*** Input data Section Begins ***
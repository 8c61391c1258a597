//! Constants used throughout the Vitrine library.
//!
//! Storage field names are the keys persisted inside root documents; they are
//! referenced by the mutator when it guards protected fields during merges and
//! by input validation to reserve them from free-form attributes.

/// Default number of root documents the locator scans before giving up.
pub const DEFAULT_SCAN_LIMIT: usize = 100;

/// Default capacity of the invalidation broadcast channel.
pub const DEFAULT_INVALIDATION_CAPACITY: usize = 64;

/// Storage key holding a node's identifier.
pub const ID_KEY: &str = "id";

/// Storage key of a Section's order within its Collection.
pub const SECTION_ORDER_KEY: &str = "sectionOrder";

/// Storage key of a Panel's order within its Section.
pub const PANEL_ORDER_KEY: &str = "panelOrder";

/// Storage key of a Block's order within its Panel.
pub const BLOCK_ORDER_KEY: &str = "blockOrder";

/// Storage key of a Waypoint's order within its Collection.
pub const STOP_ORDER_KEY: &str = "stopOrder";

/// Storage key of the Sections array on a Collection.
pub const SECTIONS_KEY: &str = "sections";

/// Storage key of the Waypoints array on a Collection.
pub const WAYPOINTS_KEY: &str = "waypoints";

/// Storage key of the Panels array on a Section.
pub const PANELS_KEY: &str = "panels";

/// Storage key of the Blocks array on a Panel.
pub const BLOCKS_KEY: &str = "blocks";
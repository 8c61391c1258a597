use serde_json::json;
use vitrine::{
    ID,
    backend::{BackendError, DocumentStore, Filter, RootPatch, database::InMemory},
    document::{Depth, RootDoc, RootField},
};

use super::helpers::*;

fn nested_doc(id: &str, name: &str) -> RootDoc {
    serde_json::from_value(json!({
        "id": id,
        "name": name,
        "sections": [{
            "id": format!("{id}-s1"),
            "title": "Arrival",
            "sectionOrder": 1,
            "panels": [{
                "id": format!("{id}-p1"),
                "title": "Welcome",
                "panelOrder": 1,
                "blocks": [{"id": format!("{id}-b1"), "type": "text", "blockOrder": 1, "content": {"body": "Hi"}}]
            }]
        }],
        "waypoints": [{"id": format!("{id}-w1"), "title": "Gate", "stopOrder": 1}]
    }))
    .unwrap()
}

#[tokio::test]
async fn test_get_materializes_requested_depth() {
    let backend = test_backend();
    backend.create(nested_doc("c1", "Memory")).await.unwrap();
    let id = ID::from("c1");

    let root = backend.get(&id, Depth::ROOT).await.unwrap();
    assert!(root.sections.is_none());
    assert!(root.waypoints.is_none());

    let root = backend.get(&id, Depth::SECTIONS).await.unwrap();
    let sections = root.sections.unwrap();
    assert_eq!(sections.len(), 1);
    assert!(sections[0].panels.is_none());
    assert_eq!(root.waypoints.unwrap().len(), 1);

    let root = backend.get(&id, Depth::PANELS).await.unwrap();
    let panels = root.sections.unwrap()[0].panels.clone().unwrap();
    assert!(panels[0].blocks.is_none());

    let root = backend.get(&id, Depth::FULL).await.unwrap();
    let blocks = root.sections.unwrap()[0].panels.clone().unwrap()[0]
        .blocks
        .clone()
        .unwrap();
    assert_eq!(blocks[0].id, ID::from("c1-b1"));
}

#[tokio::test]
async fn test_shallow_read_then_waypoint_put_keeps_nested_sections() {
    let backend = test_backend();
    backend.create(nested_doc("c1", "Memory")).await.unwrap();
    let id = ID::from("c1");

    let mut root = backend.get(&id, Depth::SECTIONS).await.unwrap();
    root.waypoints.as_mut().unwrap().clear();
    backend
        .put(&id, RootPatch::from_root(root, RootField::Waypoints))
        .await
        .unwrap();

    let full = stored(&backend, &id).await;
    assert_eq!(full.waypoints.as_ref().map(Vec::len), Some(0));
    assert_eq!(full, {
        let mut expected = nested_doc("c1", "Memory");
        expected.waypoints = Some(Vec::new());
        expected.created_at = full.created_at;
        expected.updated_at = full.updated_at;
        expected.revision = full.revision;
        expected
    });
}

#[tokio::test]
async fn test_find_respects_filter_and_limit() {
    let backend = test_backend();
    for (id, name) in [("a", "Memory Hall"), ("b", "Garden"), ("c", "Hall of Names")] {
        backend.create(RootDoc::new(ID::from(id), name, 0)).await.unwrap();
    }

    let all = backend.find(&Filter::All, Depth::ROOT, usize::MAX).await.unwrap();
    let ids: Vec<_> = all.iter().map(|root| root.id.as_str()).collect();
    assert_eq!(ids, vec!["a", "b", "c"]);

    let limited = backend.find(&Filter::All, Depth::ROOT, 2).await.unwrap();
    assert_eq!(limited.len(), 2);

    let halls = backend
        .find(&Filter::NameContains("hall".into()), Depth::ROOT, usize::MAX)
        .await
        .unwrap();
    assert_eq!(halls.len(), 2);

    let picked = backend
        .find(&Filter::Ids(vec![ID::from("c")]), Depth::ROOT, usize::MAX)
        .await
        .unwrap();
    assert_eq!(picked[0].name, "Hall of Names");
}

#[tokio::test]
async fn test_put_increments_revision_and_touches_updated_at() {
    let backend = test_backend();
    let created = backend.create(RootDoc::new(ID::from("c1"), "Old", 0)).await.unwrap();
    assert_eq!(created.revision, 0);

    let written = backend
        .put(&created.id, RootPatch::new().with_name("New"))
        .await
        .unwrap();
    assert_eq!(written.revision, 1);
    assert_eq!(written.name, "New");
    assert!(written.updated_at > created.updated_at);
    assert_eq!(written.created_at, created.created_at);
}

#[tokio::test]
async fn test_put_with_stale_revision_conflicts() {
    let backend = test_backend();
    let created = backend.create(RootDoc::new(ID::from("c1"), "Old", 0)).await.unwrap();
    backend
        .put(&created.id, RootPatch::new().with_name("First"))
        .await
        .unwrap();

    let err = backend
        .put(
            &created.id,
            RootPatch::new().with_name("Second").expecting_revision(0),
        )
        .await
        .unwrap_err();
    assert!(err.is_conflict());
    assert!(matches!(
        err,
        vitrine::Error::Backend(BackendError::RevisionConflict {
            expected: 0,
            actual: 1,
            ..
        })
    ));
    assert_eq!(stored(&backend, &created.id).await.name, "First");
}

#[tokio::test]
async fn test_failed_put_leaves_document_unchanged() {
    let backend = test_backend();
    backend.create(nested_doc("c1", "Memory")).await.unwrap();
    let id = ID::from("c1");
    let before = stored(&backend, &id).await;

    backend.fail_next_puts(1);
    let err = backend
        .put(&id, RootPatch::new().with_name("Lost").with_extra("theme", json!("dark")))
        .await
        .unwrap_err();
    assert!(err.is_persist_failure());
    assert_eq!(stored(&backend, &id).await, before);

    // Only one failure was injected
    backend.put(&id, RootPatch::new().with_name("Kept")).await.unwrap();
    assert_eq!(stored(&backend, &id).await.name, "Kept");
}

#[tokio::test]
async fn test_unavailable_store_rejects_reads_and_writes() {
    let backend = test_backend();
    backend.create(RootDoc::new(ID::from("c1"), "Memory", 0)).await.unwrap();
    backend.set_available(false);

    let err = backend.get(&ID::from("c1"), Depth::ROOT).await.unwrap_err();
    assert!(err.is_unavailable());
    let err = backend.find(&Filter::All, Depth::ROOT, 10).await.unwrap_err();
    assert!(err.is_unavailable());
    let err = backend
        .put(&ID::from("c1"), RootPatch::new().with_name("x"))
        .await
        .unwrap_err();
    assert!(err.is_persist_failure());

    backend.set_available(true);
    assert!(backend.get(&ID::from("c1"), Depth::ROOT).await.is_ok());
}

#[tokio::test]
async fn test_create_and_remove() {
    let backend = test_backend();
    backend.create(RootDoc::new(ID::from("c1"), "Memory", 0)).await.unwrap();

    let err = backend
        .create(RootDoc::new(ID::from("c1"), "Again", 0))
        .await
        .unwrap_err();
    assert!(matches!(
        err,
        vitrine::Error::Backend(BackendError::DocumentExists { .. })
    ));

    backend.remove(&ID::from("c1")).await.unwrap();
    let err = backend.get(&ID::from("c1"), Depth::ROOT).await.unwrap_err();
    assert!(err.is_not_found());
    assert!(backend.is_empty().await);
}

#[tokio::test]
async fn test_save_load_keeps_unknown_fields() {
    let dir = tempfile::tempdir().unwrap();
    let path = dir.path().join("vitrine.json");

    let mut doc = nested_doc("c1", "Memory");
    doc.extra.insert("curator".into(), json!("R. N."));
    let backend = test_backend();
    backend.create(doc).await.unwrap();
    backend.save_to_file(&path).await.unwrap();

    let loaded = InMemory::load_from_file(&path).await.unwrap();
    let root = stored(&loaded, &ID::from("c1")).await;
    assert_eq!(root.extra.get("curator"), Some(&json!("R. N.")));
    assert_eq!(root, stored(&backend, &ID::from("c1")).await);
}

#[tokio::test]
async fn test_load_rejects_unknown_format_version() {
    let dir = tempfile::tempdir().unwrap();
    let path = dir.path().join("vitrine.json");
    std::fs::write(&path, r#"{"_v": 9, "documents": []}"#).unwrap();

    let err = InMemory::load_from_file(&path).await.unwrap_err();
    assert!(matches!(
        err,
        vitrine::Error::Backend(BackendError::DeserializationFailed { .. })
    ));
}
*** Input data Section Ends ***
*** Input data Section Begins ***
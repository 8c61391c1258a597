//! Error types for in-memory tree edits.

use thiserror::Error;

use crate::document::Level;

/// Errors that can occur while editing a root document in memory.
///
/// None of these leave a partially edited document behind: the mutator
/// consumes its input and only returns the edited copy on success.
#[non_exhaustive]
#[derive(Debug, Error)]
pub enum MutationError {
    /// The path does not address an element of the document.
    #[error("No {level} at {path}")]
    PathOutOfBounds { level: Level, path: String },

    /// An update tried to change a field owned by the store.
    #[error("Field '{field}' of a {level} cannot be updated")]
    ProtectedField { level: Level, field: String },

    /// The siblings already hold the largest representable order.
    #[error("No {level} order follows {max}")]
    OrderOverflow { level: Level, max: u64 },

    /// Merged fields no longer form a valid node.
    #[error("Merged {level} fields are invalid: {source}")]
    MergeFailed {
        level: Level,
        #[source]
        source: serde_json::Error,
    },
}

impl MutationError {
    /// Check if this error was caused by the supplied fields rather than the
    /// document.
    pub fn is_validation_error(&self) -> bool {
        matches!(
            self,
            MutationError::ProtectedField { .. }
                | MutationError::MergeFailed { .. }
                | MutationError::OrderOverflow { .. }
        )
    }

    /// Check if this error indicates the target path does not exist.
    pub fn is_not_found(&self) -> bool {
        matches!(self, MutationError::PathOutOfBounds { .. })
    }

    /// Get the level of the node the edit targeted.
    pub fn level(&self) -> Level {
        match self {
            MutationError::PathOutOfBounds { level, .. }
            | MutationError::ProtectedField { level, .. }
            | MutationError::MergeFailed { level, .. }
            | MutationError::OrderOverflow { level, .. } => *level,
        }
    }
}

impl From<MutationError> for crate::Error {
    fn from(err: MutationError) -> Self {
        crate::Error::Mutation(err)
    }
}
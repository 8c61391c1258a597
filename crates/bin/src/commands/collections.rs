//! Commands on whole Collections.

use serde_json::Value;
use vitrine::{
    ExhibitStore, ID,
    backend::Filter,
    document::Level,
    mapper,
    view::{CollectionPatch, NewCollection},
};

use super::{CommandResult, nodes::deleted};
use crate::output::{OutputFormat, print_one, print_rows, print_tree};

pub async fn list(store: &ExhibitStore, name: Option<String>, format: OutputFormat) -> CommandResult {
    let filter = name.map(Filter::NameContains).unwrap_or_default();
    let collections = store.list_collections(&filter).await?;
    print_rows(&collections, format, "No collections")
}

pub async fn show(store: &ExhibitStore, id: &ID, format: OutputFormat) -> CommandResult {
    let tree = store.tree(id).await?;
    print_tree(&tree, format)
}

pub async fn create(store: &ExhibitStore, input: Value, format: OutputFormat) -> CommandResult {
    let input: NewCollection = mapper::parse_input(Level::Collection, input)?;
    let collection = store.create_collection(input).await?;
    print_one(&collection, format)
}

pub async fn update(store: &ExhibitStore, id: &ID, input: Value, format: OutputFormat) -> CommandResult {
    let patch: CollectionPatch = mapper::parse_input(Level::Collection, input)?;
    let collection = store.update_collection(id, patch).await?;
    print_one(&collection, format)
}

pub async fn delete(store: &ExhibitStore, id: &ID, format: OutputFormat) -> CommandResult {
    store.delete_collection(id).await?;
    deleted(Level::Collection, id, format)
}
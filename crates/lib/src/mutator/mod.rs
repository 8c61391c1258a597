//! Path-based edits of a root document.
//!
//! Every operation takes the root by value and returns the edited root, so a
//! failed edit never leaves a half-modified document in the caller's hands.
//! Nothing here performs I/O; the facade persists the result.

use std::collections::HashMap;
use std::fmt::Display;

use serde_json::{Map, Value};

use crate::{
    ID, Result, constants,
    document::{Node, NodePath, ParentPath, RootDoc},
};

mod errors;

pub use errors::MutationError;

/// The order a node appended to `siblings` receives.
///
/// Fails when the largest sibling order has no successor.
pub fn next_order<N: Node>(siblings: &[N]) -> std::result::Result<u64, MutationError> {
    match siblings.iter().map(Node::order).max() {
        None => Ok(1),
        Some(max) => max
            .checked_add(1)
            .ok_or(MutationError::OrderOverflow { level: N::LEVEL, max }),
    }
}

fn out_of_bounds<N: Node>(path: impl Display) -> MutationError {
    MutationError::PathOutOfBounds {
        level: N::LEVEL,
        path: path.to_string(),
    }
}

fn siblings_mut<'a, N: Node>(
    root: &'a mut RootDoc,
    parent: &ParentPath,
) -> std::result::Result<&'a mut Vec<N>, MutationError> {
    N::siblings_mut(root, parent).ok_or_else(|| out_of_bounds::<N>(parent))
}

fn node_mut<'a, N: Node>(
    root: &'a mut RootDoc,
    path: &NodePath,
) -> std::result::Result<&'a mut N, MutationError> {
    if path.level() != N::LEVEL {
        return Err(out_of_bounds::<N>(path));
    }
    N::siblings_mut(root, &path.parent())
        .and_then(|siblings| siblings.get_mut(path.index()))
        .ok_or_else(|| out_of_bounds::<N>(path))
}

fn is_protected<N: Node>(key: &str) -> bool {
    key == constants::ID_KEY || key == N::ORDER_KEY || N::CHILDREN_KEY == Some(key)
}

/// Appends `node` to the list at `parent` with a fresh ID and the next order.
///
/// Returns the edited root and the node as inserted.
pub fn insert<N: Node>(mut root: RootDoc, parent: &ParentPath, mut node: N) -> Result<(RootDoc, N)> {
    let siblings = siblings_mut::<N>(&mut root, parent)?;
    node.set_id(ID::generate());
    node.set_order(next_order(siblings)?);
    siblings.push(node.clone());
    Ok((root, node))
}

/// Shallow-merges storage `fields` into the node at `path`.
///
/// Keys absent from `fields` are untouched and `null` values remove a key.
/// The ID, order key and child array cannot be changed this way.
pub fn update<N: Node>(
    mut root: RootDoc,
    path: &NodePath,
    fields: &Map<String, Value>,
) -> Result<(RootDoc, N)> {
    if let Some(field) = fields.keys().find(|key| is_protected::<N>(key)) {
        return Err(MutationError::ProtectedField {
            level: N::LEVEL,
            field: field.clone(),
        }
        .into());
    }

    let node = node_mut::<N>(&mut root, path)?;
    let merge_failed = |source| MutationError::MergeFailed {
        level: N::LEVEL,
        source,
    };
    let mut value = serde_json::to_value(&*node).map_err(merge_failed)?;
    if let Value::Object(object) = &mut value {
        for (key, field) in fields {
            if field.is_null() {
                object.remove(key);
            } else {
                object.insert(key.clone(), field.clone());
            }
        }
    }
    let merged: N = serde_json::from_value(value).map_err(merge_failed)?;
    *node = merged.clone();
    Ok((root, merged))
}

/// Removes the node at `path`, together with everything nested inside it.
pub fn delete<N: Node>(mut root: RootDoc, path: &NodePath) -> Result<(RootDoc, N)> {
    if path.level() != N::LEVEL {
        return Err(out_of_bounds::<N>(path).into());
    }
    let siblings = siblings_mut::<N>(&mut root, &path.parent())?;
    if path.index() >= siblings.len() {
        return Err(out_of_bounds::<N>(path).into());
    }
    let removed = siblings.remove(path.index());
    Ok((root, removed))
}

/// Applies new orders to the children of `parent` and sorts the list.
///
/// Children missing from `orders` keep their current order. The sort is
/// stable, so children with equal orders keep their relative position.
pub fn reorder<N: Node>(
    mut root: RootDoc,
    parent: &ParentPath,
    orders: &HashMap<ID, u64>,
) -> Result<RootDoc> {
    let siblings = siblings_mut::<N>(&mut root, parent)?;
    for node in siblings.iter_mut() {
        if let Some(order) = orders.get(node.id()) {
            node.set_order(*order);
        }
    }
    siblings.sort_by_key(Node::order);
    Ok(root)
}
*** Input data Section Ends ***
*** Input data Section Begins ***
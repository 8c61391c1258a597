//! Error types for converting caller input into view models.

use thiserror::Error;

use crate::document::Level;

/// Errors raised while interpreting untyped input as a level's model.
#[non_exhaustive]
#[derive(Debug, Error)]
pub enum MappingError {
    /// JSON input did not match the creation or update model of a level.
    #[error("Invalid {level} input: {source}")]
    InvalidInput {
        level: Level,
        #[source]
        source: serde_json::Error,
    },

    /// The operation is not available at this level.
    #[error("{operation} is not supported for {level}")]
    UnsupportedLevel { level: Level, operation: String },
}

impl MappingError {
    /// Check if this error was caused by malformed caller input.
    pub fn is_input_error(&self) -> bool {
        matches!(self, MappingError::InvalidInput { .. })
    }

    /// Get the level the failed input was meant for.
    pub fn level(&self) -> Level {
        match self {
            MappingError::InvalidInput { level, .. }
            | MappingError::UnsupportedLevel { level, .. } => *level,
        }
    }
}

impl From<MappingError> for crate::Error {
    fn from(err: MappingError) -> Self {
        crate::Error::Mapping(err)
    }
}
*** Input data Section Ends ***
__Exercise instructions__:
Whenever the word "MergeFailed" occurs in a line of the records, that line counts once; state the total alone.

__Expected answer__:
4